# BRIEF
Your answer must be every line of the data below that holds the string "Deserialize", copied exactly.

(Saved data entries)
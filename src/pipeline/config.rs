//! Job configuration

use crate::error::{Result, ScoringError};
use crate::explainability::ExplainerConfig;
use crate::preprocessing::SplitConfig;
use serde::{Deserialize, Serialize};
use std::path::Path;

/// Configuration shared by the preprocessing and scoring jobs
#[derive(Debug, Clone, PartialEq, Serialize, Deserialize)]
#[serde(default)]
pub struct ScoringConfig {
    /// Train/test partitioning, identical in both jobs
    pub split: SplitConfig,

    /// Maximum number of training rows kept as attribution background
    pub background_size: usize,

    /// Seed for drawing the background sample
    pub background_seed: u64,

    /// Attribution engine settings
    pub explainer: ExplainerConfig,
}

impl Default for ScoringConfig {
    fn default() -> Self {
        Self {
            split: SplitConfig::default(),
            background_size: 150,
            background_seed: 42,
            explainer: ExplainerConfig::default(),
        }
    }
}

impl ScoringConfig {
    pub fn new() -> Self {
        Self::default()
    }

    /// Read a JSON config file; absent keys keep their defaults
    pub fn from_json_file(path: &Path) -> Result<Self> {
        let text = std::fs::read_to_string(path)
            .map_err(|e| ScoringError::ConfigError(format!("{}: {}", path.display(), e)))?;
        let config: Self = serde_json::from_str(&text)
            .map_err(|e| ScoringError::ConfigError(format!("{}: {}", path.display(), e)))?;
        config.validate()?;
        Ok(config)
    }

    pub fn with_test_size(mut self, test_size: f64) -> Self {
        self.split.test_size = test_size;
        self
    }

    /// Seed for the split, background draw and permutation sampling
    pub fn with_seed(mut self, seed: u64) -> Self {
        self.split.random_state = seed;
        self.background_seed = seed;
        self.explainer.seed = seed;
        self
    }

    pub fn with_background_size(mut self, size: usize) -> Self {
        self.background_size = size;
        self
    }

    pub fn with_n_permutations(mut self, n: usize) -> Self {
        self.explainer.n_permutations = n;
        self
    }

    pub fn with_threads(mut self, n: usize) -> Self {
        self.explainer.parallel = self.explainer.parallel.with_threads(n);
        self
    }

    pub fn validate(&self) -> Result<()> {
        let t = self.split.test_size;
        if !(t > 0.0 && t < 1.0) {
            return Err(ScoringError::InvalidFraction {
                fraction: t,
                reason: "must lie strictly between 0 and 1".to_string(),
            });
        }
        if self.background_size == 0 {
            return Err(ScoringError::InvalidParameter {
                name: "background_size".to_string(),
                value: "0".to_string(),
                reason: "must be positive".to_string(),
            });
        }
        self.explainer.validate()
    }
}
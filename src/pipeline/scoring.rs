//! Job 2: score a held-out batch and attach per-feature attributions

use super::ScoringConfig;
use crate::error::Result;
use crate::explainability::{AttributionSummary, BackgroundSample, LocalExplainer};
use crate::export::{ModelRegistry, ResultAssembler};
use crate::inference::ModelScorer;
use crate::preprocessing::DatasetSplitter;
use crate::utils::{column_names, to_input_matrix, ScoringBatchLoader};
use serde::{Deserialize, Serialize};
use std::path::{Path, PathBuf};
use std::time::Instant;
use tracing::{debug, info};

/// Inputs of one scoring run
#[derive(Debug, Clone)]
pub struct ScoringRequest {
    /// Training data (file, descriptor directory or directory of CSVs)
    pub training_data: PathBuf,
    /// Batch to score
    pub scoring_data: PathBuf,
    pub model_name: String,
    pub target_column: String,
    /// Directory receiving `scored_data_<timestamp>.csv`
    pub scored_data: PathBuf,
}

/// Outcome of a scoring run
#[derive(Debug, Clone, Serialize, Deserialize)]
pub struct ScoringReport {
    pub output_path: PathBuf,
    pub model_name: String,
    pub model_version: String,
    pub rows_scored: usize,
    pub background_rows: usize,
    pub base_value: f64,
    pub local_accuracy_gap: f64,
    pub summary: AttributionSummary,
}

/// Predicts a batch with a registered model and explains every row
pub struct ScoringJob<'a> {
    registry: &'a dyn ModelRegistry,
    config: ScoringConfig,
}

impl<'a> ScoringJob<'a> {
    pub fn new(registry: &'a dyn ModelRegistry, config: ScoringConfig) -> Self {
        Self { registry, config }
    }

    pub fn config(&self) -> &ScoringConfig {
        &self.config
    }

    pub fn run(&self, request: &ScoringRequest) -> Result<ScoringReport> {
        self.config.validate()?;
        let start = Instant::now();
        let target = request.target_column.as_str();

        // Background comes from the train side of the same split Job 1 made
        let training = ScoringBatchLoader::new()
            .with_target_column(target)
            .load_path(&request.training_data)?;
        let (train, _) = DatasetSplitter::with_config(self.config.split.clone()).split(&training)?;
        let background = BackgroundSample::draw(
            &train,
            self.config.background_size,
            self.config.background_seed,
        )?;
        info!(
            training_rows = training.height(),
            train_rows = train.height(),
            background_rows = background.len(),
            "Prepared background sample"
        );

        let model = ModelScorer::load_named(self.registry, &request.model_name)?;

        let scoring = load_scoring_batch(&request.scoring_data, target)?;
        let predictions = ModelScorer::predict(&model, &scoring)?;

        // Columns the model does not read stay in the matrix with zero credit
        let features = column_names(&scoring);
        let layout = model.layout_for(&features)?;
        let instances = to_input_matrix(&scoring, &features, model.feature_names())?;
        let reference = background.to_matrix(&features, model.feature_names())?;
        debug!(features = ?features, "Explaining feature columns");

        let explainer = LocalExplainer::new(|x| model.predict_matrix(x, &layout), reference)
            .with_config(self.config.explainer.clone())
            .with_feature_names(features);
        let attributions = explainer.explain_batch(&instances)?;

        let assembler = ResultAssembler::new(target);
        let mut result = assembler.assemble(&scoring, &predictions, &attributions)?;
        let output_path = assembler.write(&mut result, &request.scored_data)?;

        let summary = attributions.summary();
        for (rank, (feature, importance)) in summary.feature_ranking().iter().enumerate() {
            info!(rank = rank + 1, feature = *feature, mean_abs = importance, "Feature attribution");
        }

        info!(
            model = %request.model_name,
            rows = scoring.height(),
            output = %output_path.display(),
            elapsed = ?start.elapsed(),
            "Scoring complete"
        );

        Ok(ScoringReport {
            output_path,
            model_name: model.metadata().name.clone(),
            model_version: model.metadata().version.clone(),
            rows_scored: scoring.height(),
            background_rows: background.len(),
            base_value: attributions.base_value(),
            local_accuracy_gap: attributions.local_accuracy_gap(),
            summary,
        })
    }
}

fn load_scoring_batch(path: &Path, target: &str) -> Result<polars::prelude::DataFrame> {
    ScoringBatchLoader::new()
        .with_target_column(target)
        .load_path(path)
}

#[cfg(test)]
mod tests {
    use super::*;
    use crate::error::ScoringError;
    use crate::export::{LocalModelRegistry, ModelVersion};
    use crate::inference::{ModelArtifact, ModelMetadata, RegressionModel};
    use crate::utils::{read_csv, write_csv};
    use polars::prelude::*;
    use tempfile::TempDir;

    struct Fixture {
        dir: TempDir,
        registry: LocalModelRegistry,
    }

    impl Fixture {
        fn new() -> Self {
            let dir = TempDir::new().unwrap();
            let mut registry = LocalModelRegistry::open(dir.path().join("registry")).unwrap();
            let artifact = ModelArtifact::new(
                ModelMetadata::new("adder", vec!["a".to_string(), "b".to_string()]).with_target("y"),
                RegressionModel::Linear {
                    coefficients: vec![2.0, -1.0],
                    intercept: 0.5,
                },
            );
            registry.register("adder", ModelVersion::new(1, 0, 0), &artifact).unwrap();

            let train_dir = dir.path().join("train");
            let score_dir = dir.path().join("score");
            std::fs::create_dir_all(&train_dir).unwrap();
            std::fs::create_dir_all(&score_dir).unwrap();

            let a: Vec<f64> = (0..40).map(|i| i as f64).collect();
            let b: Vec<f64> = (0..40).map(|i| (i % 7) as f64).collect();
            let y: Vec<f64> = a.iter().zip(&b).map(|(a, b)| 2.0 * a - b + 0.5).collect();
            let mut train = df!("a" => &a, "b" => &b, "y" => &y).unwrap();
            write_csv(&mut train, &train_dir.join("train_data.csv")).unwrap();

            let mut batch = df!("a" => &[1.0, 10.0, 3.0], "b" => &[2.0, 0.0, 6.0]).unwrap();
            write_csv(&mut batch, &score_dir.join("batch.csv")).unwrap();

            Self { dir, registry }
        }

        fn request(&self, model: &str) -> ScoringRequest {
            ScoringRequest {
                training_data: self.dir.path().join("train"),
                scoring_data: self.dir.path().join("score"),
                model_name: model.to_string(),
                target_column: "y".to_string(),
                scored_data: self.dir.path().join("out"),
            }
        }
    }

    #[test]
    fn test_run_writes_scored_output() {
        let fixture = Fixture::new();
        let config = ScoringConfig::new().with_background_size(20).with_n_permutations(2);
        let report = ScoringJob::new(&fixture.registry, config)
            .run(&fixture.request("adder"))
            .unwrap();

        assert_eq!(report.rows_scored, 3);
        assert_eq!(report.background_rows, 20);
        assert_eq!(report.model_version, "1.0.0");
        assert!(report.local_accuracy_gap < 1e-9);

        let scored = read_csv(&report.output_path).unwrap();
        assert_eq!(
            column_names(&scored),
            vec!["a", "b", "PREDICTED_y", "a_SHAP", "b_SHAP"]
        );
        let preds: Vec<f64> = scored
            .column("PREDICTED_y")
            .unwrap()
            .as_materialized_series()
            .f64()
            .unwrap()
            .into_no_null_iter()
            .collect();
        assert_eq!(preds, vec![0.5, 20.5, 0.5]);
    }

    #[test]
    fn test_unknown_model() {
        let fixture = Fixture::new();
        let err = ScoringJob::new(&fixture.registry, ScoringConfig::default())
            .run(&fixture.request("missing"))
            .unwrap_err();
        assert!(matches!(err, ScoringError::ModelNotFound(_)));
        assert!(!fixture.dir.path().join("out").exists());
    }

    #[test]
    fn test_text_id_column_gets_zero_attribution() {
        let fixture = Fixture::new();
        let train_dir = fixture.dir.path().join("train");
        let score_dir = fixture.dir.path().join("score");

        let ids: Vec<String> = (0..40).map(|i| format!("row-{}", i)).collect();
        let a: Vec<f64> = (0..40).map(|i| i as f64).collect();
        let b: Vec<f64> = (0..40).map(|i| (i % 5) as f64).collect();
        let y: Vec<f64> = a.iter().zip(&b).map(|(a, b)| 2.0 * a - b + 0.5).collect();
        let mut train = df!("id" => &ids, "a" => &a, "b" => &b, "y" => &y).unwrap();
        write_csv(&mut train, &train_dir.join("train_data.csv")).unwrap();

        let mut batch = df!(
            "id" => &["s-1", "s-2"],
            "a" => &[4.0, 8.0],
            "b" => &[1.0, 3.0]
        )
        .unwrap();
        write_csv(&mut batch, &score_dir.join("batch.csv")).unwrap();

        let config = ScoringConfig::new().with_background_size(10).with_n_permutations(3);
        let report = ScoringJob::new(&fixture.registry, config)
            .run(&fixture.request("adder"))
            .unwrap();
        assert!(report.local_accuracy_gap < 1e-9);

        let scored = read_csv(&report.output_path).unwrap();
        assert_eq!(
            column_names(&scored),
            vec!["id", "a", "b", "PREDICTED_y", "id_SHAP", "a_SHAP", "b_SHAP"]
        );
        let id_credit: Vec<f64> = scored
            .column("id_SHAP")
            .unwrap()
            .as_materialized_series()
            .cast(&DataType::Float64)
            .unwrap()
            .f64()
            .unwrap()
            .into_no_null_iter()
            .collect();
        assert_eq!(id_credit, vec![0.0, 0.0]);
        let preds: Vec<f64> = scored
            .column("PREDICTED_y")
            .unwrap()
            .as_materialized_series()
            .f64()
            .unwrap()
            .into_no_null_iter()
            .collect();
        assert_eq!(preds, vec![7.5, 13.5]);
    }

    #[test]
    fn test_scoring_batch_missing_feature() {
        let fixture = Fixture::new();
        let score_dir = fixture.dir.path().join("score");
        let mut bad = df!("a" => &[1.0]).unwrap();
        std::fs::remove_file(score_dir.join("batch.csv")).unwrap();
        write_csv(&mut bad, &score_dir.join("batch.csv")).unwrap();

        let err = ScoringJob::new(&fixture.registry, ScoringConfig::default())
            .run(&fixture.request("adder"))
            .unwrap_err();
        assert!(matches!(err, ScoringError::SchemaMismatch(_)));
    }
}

# YOUR RESPONSE
use serde::{Deserialize, Serialize};
#[derive(Debug, Clone, PartialEq, Serialize, Deserialize)]
use serde::{Deserialize, Serialize};
#[derive(Debug, Clone, Serialize, Deserialize)]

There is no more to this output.